To determine the major carbon-containing products and the total molar yield of ATP under two different conditions (Condition A and Condition B), you need to understand the metabolic pathways involved in fatty acid degradation and the role of the citric acid cycle.
Here's how you can approach solving this problem:
1. Familiarize yourself with the metabolic pathways involved in fatty acid degradation:
- In the initial step, fatty acids are activated by converting them into acyl-CoA molecules.
- The breakdown of fatty acids occurs in a series of reactions involving beta-oxidation, which generates acetyl-CoA units.
- Acetyl-CoA can then enter the citric acid cycle (also known as the tricarboxylic acid or Krebs cycle), where it is further oxidized to produce ATP.

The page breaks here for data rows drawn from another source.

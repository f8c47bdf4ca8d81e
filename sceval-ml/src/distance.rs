//! Euclidean distances and pairwise distance matrices.

use sceval_core::{Result, SceError, Summarizable};

/// Euclidean (L2) distance between two vectors.
pub fn euclidean(a: &[f64], b: &[f64]) -> Result<f64> {
    validate_pair(a, b)?;
    Ok(sq_euclidean(a, b).sqrt())
}

/// Squared Euclidean distance (no sqrt, no validation).
#[inline]
pub(crate) fn sq_euclidean(a: &[f64], b: &[f64]) -> f64 {
    a.iter().zip(b).map(|(x, y)| (x - y).powi(2)).sum()
}

/// Check that `data` is a non-empty rectangular set of non-empty rows and
/// return the shared dimensionality.
pub fn validate_rows(data: &[&[f64]]) -> Result<usize> {
    if data.is_empty() {
        return Err(SceError::InvalidInput("empty data".into()));
    }
    let dim = data[0].len();
    if dim == 0 {
        return Err(SceError::InvalidInput("zero-dimensional data".into()));
    }
    for (i, row) in data.iter().enumerate() {
        if row.len() != dim {
            return Err(SceError::InvalidInput(format!(
                "point {} has dimension {}, expected {}",
                i,
                row.len(),
                dim
            )));
        }
    }
    Ok(dim)
}

/// Symmetric Euclidean distance matrix stored in condensed upper-triangle form.
///
/// For `n` points the condensed vector has `n*(n-1)/2` elements.
#[derive(Debug, Clone)]
#[cfg_attr(feature = "serde", derive(serde::Serialize, serde::Deserialize))]
pub struct DistanceMatrix {
    condensed: Vec<f64>,
    n: usize,
}

impl DistanceMatrix {
    /// Build a distance matrix from row-vectors of points.
    pub fn from_points(data: &[&[f64]]) -> Result<Self> {
        let n = data.len();
        if n < 2 {
            return Err(SceError::InvalidInput(
                "need at least 2 points".into(),
            ));
        }
        validate_rows(data)?;
        #[cfg(feature = "parallel")]
        let condensed = {
            use rayon::prelude::*;
            (0..n)
                .into_par_iter()
                .map(|i| {
                    ((i + 1)..n)
                        .map(|j| sq_euclidean(data[i], data[j]).sqrt())
                        .collect::<Vec<_>>()
                })
                .collect::<Vec<_>>()
                .into_iter()
                .flatten()
                .collect::<Vec<f64>>()
        };
        #[cfg(not(feature = "parallel"))]
        let condensed = {
            let size = n * (n - 1) / 2;
            let mut condensed = Vec::with_capacity(size);
            for i in 0..n {
                for j in (i + 1)..n {
                    condensed.push(sq_euclidean(data[i], data[j]).sqrt());
                }
            }
            condensed
        };
        Ok(Self { condensed, n })
    }

    /// Get the distance between points `i` and `j`.
    ///
    /// Returns 0.0 when `i == j`.
    pub fn get(&self, i: usize, j: usize) -> f64 {
        if i == j {
            return 0.0;
        }
        let (a, b) = if i < j { (i, j) } else { (j, i) };
        self.condensed[self.index(a, b)]
    }

    /// Number of points.
    pub fn n(&self) -> usize {
        self.n
    }

    /// Map (i, j) where i < j to condensed index.
    fn index(&self, i: usize, j: usize) -> usize {
        // row i starts at position: i*n - i*(i+1)/2
        i * self.n - i * (i + 1) / 2 + (j - i - 1)
    }
}

impl Summarizable for DistanceMatrix {
    fn summary(&self) -> String {
        format!("DistanceMatrix: {}x{}", self.n, self.n)
    }
}

fn validate_pair(a: &[f64], b: &[f64]) -> Result<()> {
    if a.is_empty() {
        return Err(SceError::InvalidInput("empty vectors".into()));
    }
    if a.len() != b.len() {
        return Err(SceError::InvalidInput(format!(
            "length mismatch: {} vs {}",
            a.len(),
            b.len()
        )));
    }
    Ok(())
}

2. Understand the roles of Condition A and Condition B:
- Condition A: The citric acid cycle is blocked by fluorocitrate, and acetyl-CoA is the final degradation product. This means that no further oxidation of acetyl-CoA occurs, limiting the ATP synthesis from the citric acid cycle.

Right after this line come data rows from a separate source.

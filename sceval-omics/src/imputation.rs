//! Scoring an imputation against the entries that were corrupted.

use ndarray::ArrayView2;
use sceval_core::{Result, SceError};
use sceval_stats::median;

use crate::corrupt::CorruptionSites;

/// Median absolute difference between `original` and `imputed`, evaluated only
/// at the corrupted coordinates in `sites`.
///
/// # Errors
///
/// Returns an error if the matrices differ in shape, `sites` selects no entry,
/// or any selected coordinate lies outside the matrices.
pub fn imputation_error(
    original: ArrayView2<'_, f64>,
    imputed: ArrayView2<'_, f64>,
    sites: &CorruptionSites,
) -> Result<f64> {
    if original.dim() != imputed.dim() {
        return Err(SceError::InvalidInput(format!(
            "original shape {:?} != imputed shape {:?}",
            original.dim(),
            imputed.dim()
        )));
    }
    if sites.is_empty() {
        return Err(SceError::InvalidInput(
            "no corrupted entries to evaluate".into(),
        ));
    }

    let (n_rows, n_cols) = original.dim();
    let diffs = sites
        .coordinates()
        .map(|(r, c)| {
            if r >= n_rows || c >= n_cols {
                return Err(SceError::InvalidInput(format!(
                    "coordinate ({}, {}) out of bounds for {}x{} matrix",
                    r, c, n_rows, n_cols
                )));
            }
            Ok((original[[r, c]] - imputed[[r, c]]).abs())
        })
        .collect::<Result<Vec<f64>>>()?;

    median(&diffs)
}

- Condition B: The citric acid cycle operates normally, allowing complete oxidation of acetyl-CoA and maximizing ATP production.
3. Analyze each fatty acid separately under both conditions:
a) CH3-(CH2)8-COO: This is a long-chain fatty acid without any specific modifications.
- Under Condition A: The fatty acid undergoes beta-oxidation until it is converted into acetyl-CoA. However, due to the blocked citric acid cycle, no ATP will be synthesized.
- Under Condition B: The fatty acid undergoes beta-oxidation, generating multiple acetyl-CoA units which then enter the citric acid cycle. This leads to the production of ATP through oxidative phosphorylation.
b) cis-CH3-CH=CH-CH2-CH2-COO: This is a cis-unsaturated fatty acid.
- Under Condition A: Similar to the previous fatty acid, beta-oxidation will occur until acetyl-CoA is formed. However, ATP synthesis is hindered due to the blocked citric acid cycle.
- Under Condition B: The unsaturated bond needs to be processed by an enzyme called enoyl-CoA isomerase to be able to enter the beta-oxidation pathway. Once inside, the fatty acid will undergo beta-oxidation, resulting in acetyl-CoA units that produce ATP in the citric acid cycle.
c) cis-CH3-CH=CH-CH2-CH2-COO (with an inhibitor of epimerase enzyme): The presence of an inhibitor of the epimerase enzyme will affect a specific step in fatty acid degradation, resulting in different products.
- Under Condition A: Beta-oxidation will occur until the inhibitor blocks the epimerase enzyme. As a result, the formation of acetyl-CoA will stop, and no ATP will be produced from the citric acid cycle.
- Under Condition B: The inhibitor does not affect the citric acid cycle, allowing complete oxidation of acetyl-CoA and ATP synthesis.
d) CH3-CH(OH)-(CH2)3-COO: This is a hydroxy fatty acid.
- Under Condition A: The fatty acid will undergo beta-oxidation, generating acetyl-CoA. However, with the blocked citric acid cycle, no ATP will be synthesized.
- Under Condition B: Beta-oxidation converts the fatty acid into acetyl-CoA, which can be further oxidized in the citric acid cycle to produce ATP.
4. Calculate the molar yield of ATP for each condition:
- To determine the total molar yield of ATP, you need to know the number of acetyl-CoA units derived from the fatty acid degradation and the amount of ATP produced from each acetyl-CoA unit in the citric acid cycle.
It is important to note that specific values for the molar yield of ATP cannot be determined without additional information, such as the precise number of acetyl-CoA units produced from each fatty acid and the ATP yield during oxidative phosphorylation. You may need to refer to literature sources or consult your instructor for additional information.
Remember, understanding the metabolic pathways and the effects of specific conditions on those pathways is crucial for determining the major carbon-containing products and the total molar yield of ATP.